In contrast, the EXIT procedure is used for neonates in which prenatal imaging suggests a low probability of survival with conventional treatments at birth. The procedure is usually deferred until as late in gestation as possible, based on both the maternal and fetal condition. The particular intervention performed in an EXIT procedure varies by indication ( Table 32.3 ) and may involve securing an airway, resecting an intrathoracic mass, resecting a neck mass in a controlled setting, special circumstances with thoraco-omphalopagus conjoined twins, or inserting cannulas for extracorporeal membrane oxygenation (ECMO). The role of EXIT to ECMO is controversial, as it is difficult to assess the actual need for ECMO in the first few minutes of ventilation, especially while the fetus is still on placental support. In the case synopsis, the large lung mass puts the fetus at risk for perinatal asphyxia if it proves difficult or impossible to oxygenate and ventilate the lungs after conventional delivery. EXIT allows extended uteroplacental support while the airway is secured by direct laryngoscopy, rigid or fiberoptic bronchoscopy, and possible insertion of an ECMO cannula if required. With emphasis on techniques aimed to maximize uterine relaxation and maintain uteroplacental blood flow, it is now possible to maintain placental support for up to 180 minutes before delivery and separation from placental circulation.

TABLE 32.3
Indications for Ex Utero Intrapartum Therapy (EXIT)
Disease Procedure
Severe aortic stenosis or left lung hypoplasia ECMO cannulation
Congenital diaphragmatic hernia Removal of tracheal clip or balloon that was placed in utero
ECMO cannulation
Congenital high upper airway obstruction syndrome Tracheostomy
Giant cervical neck mass Resection of mass
Severe pulmonary hypoplasia from intrathoracic mass (congenital pulmonary airway malformation or CPAM) Resection of mass
ECMO cannulation
Anticipated difficult intubation Obtain surgical airway
CPAM, congenital pulmonary airway malformation; ECMO, extracorporeal membrane oxygenation.

Recognition

Access to prenatal care is essential for prenatal diagnosis of fetal anomalies, and advances in ultrasound and magnetic resonance imaging have led to better delineation of structural anomalies and their potential impact on the fetus or newborn.

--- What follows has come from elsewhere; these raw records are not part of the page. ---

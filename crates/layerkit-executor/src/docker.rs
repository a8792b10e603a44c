//! Docker executor implementation.
//!
//! Runs toolchain commands inside a builder image with the build workspace
//! bind-mounted at [`CONTAINER_WORKSPACE`].

use async_trait::async_trait;
use bollard::Docker;
use bollard::container::{
    Config, CreateContainerOptions, LogOutput, LogsOptions, RemoveContainerOptions,
    StartContainerOptions, StopContainerOptions, WaitContainerOptions,
};
use bollard::image::CreateImageOptions;
use bollard::models::HostConfig;
use chrono::Utc;
use futures::StreamExt;
use futures::stream::BoxStream;
use layerkit_core::executor::*;
use layerkit_core::{Error, ResourceId, Result};
use tracing::{debug, info, warn};

/// Mount point of the build workspace inside builder containers.
pub const CONTAINER_WORKSPACE: &str = "/workspace";

/// Docker executor for builds that must run in a pinned builder image.
pub struct LocalDockerExecutor {
    docker: Docker,
}

impl LocalDockerExecutor {
    /// Create a new LocalDockerExecutor connecting to the local Docker daemon.
    pub fn new() -> Result<Self> {
        let docker =
            Docker::connect_with_local_defaults().map_err(|e| Error::Internal(e.to_string()))?;
        Ok(Self { docker })
    }

    /// Create with a custom Docker client.
    pub fn with_client(docker: Docker) -> Self {
        Self { docker }
    }

    fn container_name(job_id: &ResourceId) -> String {
        format!("layerkit-job-{}", job_id)
    }

    /// Bind mounts for a job: the workspace plus any named volumes.
    fn binds(spec: &JobSpec) -> Vec<String> {
        let mut binds = vec![format!(
            "{}:{}:rw",
            spec.workspace.display(),
            CONTAINER_WORKSPACE
        )];
        binds.extend(spec.volumes.iter().map(|v| {
            let mode = if v.read_only { "ro" } else { "rw" };
            format!("{}:{}:{}", v.name, v.mount_path, mode)
        }));
        binds
    }

    async fn stop(&self, container_name: &str) -> Result<()> {
        self.docker
            .stop_container(container_name, Some(StopContainerOptions { t: 5 }))
            .await
            .map_err(|e| Error::ExecutionFailed(format!("Failed to stop container: {}", e)))
    }

    async fn remove(&self, container_name: &str) -> Result<()> {
        let options = RemoveContainerOptions {
            force: true,
            ..Default::default()
        };
        self.docker
            .remove_container(container_name, Some(options))
            .await
            .map_err(|e| Error::ExecutionFailed(format!("Failed to remove container: {}", e)))
    }
}

#[async_trait]
impl Executor for LocalDockerExecutor {
    fn name(&self) -> &'static str {
        "docker"
    }

    async fn can_execute(&self, spec: &JobSpec) -> bool {
        spec.image.is_some() && self.docker.ping().await.is_ok()
    }

    async fn spawn(&self, spec: JobSpec) -> Result<JobHandle> {
        let container_name = Self::container_name(&spec.id);
        let image = spec
            .image
            .clone()
            .ok_or_else(|| Error::ExecutionFailed("docker jobs need a builder image".to_string()))?;

        // Pull the image first
        info!(image = %image, "Pulling image");
        let create_image_options = CreateImageOptions {
            from_image: image.clone(),
            ..Default::default()
        };

        let mut pull_stream = self
            .docker
            .create_image(Some(create_image_options), None, None);
        while let Some(result) = pull_stream.next().await {
            match result {
                Ok(info) => {
                    if let Some(status) = info.status {
                        debug!(status = %status, "Pull progress");
                    }
                }
                Err(e) => {
                    warn!(error = %e, "Pull warning");
                }
            }
        }

        let mut env: Vec<String> = spec
            .env
            .iter()
            .map(|(k, v)| format!("{}={}", k, v))
            .collect();
        env.sort();

        let cmd = if spec.command.is_empty() {
            None
        } else {
            Some(spec.command.clone())
        };

        let host_config = HostConfig {
            binds: Some(Self::binds(&spec)),
            ..Default::default()
        };

        let config = Config {
            image: Some(image),
            cmd,
            env: Some(env),
            working_dir: Some(CONTAINER_WORKSPACE.to_string()),
            attach_stdout: Some(true),
            attach_stderr: Some(true),
            tty: Some(false),
            host_config: Some(host_config),
            ..Default::default()
        };

        let create_options = CreateContainerOptions {
            name: container_name.clone(),
            platform: None,
        };

        info!(container = %container_name, "Creating container");
        let container = self
            .docker
            .create_container(Some(create_options), config)
            .await
            .map_err(|e| Error::ExecutionFailed(format!("Failed to create container: {}", e)))?;

        info!(container = %container_name, "Starting container");
        self.docker
            .start_container(&container_name, None::<StartContainerOptions<String>>)
            .await
            .map_err(|e| Error::ExecutionFailed(format!("Failed to start container: {}", e)))?;

        Ok(JobHandle {
            id: spec.id,
            executor_id: container.id,
            executor_name: self.name().to_string(),
        })
    }

    async fn logs(&self, handle: &JobHandle) -> Result<BoxStream<'static, LogLine>> {
        let container_name = Self::container_name(&handle.id);

        let options = LogsOptions::<String> {
            follow: true,
            stdout: true,
            stderr: true,
            ..Default::default()
        };

        let stream = self.docker.logs(&container_name, Some(options));

        let mapped_stream = stream.filter_map(|result| async move {
            match result {
                Ok(output) => {
                    let (stream, message) = match output {
                        LogOutput::StdErr { message } => (LogStream::Stderr, message),
                        LogOutput::StdOut { message }
                        | LogOutput::Console { message }
                        | LogOutput::StdIn { message } => (LogStream::Stdout, message),
                    };
                    Some(LogLine::now(
                        stream,
                        String::from_utf8_lossy(&message).trim_end().to_string(),
                    ))
                }
                Err(e) => {
                    warn!(error = %e, "Log stream error");
                    None
                }
            }
        });

        Ok(Box::pin(mapped_stream))
    }

    async fn status(&self, handle: &JobHandle) -> Result<JobStatus> {
        let container_name = Self::container_name(&handle.id);

        let inspect = self
            .docker
            .inspect_container(&container_name, None)
            .await
            .map_err(|e| Error::NotFound(format!("Container not found: {}", e)))?;

        let state = inspect
            .state
            .ok_or_else(|| Error::Internal("No state".to_string()))?;

        let parse_time = |s: Option<String>| {
            s.and_then(|s| chrono::DateTime::parse_from_rfc3339(&s).ok())
                .map(|dt| dt.with_timezone(&Utc))
        };

        let status = if state.running.unwrap_or(false) {
            JobStatus::Running {
                started_at: parse_time(state.started_at).unwrap_or_else(Utc::now),
            }
        } else if state.paused.unwrap_or(false) {
            JobStatus::Pending
        } else {
            // Container has exited
            let exit_code = state.exit_code.map(|c| c as i32);
            let started_at = parse_time(state.started_at);
            let finished_at = parse_time(state.finished_at).unwrap_or_else(Utc::now);

            if exit_code == Some(0) {
                JobStatus::Succeeded {
                    started_at: started_at.unwrap_or(finished_at),
                    finished_at,
                }
            } else {
                JobStatus::Failed {
                    started_at,
                    finished_at,
                    exit_code,
                    message: state
                        .error
                        .filter(|e| !e.is_empty())
                        .unwrap_or_else(|| format!("container exited with {:?}", exit_code)),
                }
            }
        };

        Ok(status)
    }

    async fn wait(&self, handle: &JobHandle) -> Result<JobResult> {
        let container_name = Self::container_name(&handle.id);

        let current_status = self.status(handle).await?;
        if current_status.is_terminal() {
            let exit_code = match &current_status {
                JobStatus::Succeeded { .. } => Some(0),
                JobStatus::Failed { exit_code, .. } => *exit_code,
                _ => None,
            };
            return Ok(JobResult {
                status: current_status,
                exit_code,
            });
        }

        let options = WaitContainerOptions {
            condition: "not-running",
        };
        let mut stream = self.docker.wait_container(&container_name, Some(options));

        // Timeouts are enforced by the orchestrator, which cancels the job.
        let exit_code = match stream.next().await {
            Some(Ok(response)) => Some(response.status_code as i32),
            // bollard reports non-zero exits as errors; status() below
            // reads the real code.
            Some(Err(e)) => {
                debug!(error = %e, "Wait returned error");
                None
            }
            None => None,
        };

        let status = self.status(handle).await?;
        let exit_code = match &status {
            JobStatus::Failed { exit_code, .. } => *exit_code,
            _ => exit_code,
        };

        Ok(JobResult { status, exit_code })
    }

    async fn cancel(&self, handle: &JobHandle) -> Result<()> {
        let container_name = Self::container_name(&handle.id);
        self.stop(&container_name).await?;
        self.remove(&container_name).await
    }

    async fn cleanup(&self, handle: &JobHandle) -> Result<()> {
        self.remove(&Self::container_name(&handle.id)).await
    }
}

#[cfg(test)]
mod tests {
    use super::*;
    use layerkit_core::executor::VolumeMount;
    use std::collections::HashMap;
    use std::path::PathBuf;

    fn make_test_spec() -> JobSpec {
        JobSpec {
            id: ResourceId::new(),
            image: Some("alpine:latest".to_string()),
            command: vec!["echo".to_string(), "hello".to_string()],
            workspace: PathBuf::from("/tmp/layerkit-ws"),
            env: HashMap::new(),
            timeout: None,
            volumes: vec![],
        }
    }

    #[test]
    fn test_container_name_generation() {
        let id = ResourceId::new();
        let name = LocalDockerExecutor::container_name(&id);

        assert!(name.starts_with("layerkit-job-"));
        assert_eq!(name, LocalDockerExecutor::container_name(&id));
        assert_ne!(name, LocalDockerExecutor::container_name(&ResourceId::new()));
    }

    #[test]
    fn test_workspace_is_always_bound() {
        let spec = make_test_spec();
        assert_eq!(
            LocalDockerExecutor::binds(&spec),
            vec!["/tmp/layerkit-ws:/workspace:rw".to_string()]
        );
    }

    #[test]
    fn test_named_volumes_follow_workspace() {
        let mut spec = make_test_spec();
        spec.volumes.push(VolumeMount {
            name: "layerkit-registry".to_string(),
            mount_path: "/usr/local/cargo/registry".to_string(),
            read_only: false,
        });
        spec.volumes.push(VolumeMount {
            name: "layerkit-git".to_string(),
            mount_path: "/usr/local/cargo/git".to_string(),
            read_only: true,
        });

        let binds = LocalDockerExecutor::binds(&spec);
        assert_eq!(binds.len(), 3);
        assert_eq!(binds[1], "layerkit-registry:/usr/local/cargo/registry:rw");
        assert_eq!(binds[2], "layerkit-git:/usr/local/cargo/git:ro");
    }
}

/// Integration tests that require Docker to be running.
/// Run with: cargo test -- --ignored
#[cfg(test)]
mod integration_tests {
    use super::*;
    use std::collections::HashMap;

    fn shell_spec(script: &str, workspace: &std::path::Path) -> JobSpec {
        JobSpec {
            id: ResourceId::new(),
            image: Some("alpine:latest".to_string()),
            command: vec!["/bin/sh".to_string(), "-c".to_string(), script.to_string()],
            workspace: workspace.to_path_buf(),
            env: HashMap::new(),
            timeout: None,
            volumes: vec![],
        }
    }

    #[tokio::test]
    #[ignore]
    async fn test_job_writes_into_workspace() {
        let executor = LocalDockerExecutor::new().unwrap();
        let dir = tempfile::tempdir().unwrap();

        let handle = executor
            .spawn(shell_spec("echo built > artifact.txt", dir.path()))
            .await
            .expect("Should spawn container");
        let result = executor.wait(&handle).await.expect("Should wait");
        executor.cleanup(&handle).await.unwrap();

        assert_eq!(result.exit_code, Some(0));
        let written = std::fs::read_to_string(dir.path().join("artifact.txt")).unwrap();
        assert_eq!(written.trim(), "built");
    }

    #[tokio::test]
    #[ignore]
    async fn test_failing_job() {
        let executor = LocalDockerExecutor::new().unwrap();
        let dir = tempfile::tempdir().unwrap();

        let handle = executor
            .spawn(shell_spec("exit 42", dir.path()))
            .await
            .expect("Should spawn container");
        let result = executor.wait(&handle).await.expect("Should wait");
        executor.cleanup(&handle).await.unwrap();

        assert_eq!(result.exit_code, Some(42));
        assert!(matches!(result.status, JobStatus::Failed { .. }));
    }

    #[tokio::test]
    #[ignore]
    async fn test_log_streaming() {
        let executor = LocalDockerExecutor::new().unwrap();
        let dir = tempfile::tempdir().unwrap();

        let handle = executor
            .spawn(shell_spec("echo line1; echo line2 1>&2", dir.path()))
            .await
            .expect("Should spawn container");
        let _ = executor.wait(&handle).await;

        let logs: Vec<LogLine> = executor.logs(&handle).await.unwrap().collect().await;
        executor.cleanup(&handle).await.unwrap();

        assert!(logs.iter().any(|l| l.content.contains("line1")));
        assert!(
            logs.iter()
                .any(|l| l.content.contains("line2") && l.stream == LogStream::Stderr)
        );
    }
}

Most fetal disease is initially detected by ultrasonography and abnormal findings prompt further testing. Optimal imaging techniques include high-resolution fetal sonography, three-dimensional fetal sonography, ultrafast fetal magnetic resonance imaging, and fetal echocardiography. An in-depth ultrasound examination is used to assess fetal weight and overall health. Estimated fetal weight is important to prepare accurate doses for fetal analgesia, muscle relaxation, and resuscitation drugs. Amniocentesis provides amniotic fluid for analysis, including karyotyping. Structural or functional cardiac defects can be identified using fetal echocardiography. Prenatal imaging of all fetal anomalies is used to visualize areas of involvement, determine the relationship to normal structures, and determine tracheal location. Serial radiographic examinations are also important to monitor the growth of masses, response to treatment medications, and the development of hydrops fetalis. Hydrops fetalis is a life-threatening condition that causes edema in two or more organ systems as a result of immune incompatibility, heart and lung problems, severe fetal anemia, or developmental defects. Care must be taken to assess placental location, as abnormal placentation such as placenta previa or evidence of subchorionic hemorrhage might increase the risk of intraoperative complications.

Although specific criteria for identifying a fetus that would benefit from an EXIT procedure vary by indication, some conditions have similar presentations. For example, cervical neck masses prevent the swallowing of amniotic fluid, resulting in polyhydramnios. Pulmonary amniotic fluid accumulation causes the lungs to appear large and echogenic. Chronic fetal disease from many causes can lead to hydrops fetalis, progressive ascites, pleural and cardiac effusions, and generalized edema that without intervention will ultimately lead to fetal demise.